(Records from a data collection)
BEGIN

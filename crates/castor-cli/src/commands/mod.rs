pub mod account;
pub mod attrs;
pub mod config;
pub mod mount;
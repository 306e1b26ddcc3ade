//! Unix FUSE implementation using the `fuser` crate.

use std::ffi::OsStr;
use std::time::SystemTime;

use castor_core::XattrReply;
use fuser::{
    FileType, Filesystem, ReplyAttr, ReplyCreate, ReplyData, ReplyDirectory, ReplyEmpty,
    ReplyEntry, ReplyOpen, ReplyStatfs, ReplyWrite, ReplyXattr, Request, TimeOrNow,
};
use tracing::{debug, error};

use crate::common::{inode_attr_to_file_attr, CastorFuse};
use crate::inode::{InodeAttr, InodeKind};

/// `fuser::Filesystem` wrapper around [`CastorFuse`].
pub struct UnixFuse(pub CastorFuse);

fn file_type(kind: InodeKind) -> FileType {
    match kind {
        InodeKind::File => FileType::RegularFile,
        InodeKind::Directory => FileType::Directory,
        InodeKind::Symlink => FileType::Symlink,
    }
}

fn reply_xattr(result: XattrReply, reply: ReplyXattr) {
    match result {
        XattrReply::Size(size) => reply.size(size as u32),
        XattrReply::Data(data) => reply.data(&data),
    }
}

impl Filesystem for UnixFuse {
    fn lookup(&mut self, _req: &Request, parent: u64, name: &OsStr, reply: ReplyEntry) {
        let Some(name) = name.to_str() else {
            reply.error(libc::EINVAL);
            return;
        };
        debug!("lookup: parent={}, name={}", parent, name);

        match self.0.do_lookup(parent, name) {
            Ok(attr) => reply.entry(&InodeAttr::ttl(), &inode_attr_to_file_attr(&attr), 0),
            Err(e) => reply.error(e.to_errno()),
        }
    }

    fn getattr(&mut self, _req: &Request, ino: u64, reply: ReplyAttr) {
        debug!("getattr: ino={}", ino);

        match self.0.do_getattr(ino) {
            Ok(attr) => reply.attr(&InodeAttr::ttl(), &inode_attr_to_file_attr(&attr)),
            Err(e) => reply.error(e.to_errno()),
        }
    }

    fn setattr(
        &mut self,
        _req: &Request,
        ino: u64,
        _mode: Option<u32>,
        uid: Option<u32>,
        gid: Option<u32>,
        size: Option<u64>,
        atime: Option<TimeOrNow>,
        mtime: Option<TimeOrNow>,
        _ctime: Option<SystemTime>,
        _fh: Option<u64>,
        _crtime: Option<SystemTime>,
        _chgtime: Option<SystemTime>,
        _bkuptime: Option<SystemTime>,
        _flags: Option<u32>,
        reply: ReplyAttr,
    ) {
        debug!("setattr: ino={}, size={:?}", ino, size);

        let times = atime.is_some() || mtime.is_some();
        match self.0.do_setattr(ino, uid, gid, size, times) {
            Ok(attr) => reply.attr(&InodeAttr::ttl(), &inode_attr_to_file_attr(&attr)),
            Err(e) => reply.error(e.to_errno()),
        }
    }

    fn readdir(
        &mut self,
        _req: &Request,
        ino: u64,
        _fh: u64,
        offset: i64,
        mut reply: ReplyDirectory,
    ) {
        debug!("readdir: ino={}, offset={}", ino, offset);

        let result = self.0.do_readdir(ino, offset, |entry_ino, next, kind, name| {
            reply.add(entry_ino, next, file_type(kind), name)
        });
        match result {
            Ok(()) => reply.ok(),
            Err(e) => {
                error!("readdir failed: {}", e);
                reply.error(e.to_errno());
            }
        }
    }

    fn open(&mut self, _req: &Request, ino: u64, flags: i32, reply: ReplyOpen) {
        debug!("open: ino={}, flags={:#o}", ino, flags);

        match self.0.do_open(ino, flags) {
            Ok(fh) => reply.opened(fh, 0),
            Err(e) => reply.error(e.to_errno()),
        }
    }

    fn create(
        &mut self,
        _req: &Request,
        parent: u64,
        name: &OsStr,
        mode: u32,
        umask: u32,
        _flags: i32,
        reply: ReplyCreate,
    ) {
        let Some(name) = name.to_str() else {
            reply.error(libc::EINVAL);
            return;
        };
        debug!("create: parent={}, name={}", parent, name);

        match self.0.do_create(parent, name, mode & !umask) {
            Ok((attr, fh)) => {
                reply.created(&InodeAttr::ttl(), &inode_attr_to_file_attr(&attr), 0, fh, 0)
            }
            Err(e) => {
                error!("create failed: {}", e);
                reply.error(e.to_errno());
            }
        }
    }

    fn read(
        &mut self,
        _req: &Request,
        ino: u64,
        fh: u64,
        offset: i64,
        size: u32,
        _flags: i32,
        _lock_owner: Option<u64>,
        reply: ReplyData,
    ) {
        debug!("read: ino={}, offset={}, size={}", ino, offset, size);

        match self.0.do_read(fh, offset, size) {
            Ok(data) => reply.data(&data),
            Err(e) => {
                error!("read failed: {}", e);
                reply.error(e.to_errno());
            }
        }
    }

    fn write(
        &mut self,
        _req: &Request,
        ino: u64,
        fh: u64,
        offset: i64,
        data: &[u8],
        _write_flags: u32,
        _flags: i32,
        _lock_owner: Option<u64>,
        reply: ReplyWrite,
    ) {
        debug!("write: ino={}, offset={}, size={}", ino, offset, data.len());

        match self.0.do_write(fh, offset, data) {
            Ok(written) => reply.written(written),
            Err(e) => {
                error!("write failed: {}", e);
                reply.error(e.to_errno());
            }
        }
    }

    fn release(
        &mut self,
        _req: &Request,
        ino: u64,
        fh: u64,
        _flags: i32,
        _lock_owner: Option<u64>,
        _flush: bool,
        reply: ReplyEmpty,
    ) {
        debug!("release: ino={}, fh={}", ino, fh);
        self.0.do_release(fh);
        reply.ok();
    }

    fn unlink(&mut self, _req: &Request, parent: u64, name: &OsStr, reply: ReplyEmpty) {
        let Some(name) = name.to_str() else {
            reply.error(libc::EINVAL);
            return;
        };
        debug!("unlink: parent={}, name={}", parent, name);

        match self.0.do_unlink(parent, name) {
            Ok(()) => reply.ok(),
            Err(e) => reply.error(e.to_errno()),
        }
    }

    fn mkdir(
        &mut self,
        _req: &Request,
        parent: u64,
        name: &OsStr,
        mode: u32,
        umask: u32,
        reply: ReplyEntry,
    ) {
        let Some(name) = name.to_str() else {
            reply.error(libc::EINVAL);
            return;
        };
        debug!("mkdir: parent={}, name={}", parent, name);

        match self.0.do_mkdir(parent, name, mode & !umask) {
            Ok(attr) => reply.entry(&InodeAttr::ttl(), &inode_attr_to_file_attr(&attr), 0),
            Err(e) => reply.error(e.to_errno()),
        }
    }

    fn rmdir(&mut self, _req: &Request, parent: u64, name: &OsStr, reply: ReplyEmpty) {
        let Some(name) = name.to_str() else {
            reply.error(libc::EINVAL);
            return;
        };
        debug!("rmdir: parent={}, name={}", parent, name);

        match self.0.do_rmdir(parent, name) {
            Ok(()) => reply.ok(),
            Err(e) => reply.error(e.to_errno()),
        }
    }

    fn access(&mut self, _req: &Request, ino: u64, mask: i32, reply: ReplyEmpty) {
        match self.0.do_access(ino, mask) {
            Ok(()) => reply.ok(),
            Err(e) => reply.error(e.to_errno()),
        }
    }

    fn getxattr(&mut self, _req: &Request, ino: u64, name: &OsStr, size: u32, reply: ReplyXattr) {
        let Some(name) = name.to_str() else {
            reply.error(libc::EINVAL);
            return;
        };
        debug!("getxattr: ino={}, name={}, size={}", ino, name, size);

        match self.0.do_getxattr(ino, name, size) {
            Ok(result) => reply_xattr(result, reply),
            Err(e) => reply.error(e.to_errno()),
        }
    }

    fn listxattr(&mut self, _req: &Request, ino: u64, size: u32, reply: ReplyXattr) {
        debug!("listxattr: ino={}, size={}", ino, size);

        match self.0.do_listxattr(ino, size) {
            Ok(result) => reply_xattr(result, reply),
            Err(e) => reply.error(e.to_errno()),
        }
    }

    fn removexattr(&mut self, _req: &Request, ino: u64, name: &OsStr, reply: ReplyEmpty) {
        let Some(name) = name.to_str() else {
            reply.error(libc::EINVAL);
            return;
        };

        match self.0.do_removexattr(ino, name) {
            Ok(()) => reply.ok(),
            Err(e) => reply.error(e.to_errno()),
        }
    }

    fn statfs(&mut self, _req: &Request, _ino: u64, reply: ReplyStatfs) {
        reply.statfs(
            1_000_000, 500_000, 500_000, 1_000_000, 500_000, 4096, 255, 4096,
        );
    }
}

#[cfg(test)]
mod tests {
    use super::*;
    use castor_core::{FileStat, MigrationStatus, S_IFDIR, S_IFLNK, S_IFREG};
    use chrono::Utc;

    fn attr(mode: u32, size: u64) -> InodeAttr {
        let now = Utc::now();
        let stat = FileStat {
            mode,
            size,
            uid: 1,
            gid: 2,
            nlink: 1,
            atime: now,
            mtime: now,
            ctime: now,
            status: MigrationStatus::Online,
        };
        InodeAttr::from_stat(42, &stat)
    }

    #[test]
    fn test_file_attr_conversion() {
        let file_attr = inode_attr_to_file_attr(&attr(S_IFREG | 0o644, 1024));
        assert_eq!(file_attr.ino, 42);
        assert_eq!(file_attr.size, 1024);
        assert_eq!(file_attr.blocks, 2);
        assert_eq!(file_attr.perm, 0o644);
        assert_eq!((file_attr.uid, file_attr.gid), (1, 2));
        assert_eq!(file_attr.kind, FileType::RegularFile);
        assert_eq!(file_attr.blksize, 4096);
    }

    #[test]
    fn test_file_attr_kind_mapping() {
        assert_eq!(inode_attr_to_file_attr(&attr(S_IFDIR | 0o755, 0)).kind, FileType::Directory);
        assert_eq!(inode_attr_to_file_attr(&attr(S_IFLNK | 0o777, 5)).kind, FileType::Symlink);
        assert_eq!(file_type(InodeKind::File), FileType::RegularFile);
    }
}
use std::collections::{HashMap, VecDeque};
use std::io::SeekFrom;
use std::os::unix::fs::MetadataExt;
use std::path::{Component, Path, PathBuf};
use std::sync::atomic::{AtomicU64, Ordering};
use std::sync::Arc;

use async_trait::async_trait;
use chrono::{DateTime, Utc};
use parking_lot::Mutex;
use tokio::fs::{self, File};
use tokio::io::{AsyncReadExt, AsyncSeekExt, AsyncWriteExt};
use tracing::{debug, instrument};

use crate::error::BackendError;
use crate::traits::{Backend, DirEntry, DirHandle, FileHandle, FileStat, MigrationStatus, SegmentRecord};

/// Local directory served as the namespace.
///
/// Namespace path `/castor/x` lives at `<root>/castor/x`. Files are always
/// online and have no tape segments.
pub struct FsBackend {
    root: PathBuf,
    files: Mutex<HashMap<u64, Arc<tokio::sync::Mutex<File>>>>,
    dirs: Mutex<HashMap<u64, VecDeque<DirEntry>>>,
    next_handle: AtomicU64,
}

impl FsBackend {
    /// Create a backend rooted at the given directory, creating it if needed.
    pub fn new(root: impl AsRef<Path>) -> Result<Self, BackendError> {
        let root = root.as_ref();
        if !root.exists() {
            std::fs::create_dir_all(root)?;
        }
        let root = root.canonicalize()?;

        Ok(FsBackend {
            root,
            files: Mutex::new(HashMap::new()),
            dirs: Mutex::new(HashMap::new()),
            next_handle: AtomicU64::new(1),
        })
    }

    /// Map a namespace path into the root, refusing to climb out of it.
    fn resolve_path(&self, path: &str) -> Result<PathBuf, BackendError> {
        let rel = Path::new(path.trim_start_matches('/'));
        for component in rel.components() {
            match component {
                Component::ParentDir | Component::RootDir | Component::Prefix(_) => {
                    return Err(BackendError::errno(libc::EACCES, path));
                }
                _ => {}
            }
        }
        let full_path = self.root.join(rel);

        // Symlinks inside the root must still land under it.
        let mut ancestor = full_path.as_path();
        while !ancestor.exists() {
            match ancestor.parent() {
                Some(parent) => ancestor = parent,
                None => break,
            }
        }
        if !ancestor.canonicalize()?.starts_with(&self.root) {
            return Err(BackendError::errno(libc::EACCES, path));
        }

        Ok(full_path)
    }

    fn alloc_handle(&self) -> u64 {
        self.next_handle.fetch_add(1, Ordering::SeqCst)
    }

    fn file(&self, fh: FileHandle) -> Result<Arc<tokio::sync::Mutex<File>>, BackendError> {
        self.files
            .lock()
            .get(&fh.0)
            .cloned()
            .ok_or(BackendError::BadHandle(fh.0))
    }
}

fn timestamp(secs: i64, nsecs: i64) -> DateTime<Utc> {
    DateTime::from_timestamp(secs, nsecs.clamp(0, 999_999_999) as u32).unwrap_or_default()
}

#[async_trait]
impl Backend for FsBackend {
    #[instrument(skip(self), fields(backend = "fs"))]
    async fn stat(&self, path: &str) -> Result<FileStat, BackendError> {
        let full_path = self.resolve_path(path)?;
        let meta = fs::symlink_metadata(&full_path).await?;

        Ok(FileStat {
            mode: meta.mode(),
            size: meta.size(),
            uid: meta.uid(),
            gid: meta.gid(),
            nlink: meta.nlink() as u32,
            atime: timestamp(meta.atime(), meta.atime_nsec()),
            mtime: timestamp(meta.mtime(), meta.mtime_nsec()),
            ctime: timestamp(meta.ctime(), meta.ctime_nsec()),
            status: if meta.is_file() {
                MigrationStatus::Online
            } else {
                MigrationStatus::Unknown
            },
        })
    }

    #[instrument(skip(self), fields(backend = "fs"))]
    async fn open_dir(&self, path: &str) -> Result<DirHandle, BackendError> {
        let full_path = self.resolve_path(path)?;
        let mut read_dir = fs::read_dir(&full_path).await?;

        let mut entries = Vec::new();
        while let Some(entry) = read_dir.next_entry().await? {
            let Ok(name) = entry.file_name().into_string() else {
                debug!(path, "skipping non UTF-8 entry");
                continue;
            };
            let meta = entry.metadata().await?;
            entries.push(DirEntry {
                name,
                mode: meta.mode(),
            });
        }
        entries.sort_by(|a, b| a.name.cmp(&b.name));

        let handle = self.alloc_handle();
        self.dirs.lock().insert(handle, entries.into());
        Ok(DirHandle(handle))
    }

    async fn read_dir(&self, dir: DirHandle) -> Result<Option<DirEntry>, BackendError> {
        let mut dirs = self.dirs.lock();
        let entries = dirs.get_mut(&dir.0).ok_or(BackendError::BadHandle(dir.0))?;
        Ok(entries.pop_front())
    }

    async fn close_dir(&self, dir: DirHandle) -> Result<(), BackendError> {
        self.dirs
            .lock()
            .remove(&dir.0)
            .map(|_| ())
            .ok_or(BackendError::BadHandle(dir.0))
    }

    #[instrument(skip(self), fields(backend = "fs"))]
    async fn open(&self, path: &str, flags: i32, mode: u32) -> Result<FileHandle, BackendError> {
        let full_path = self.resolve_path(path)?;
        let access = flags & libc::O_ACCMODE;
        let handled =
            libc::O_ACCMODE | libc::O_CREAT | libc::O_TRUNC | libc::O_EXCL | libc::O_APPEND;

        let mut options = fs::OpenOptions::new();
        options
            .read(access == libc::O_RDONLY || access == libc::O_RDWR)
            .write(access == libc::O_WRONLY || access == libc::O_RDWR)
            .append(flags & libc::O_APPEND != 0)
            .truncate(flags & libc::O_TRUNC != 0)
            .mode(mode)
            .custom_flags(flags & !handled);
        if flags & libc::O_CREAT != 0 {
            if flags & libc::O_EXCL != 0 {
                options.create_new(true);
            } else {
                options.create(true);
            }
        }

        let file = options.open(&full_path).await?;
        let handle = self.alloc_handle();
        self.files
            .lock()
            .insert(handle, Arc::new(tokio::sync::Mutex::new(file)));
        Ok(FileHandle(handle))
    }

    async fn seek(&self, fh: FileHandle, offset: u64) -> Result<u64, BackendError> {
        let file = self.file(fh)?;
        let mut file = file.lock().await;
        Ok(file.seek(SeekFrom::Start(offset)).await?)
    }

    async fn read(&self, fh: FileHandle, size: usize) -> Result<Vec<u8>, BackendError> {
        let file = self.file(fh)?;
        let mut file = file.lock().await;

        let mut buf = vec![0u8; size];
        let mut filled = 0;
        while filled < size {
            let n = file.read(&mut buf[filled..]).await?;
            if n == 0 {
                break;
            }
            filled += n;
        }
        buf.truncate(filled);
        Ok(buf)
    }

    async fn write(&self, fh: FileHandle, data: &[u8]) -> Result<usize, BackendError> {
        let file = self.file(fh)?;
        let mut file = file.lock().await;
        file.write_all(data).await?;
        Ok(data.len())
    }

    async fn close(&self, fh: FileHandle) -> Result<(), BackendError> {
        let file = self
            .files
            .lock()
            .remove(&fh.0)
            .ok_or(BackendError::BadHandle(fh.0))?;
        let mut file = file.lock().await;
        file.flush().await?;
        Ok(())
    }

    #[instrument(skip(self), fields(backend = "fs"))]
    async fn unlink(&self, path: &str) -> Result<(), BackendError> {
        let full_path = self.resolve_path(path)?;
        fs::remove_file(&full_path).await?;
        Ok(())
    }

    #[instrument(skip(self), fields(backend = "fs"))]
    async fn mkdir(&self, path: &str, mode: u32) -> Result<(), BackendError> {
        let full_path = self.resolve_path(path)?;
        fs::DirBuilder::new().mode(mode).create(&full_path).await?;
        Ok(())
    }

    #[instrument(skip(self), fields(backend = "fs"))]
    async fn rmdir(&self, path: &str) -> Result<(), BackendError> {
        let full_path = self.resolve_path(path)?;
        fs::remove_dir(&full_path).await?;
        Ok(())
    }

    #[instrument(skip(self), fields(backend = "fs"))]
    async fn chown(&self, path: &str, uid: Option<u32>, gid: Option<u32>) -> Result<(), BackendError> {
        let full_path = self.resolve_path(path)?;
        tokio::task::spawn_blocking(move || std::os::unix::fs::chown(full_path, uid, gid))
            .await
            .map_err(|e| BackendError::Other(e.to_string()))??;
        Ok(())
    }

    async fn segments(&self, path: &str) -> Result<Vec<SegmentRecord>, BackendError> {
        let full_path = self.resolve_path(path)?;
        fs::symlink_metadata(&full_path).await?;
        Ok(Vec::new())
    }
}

END

### INSTRUCTIONS TO FOLLOW
Among the lines above, find those with the word "Ordering" and list them.

### SOLUTION
use std::sync::atomic::{AtomicU64, Ordering};
        self.next_handle.fetch_add(1, Ordering::SeqCst)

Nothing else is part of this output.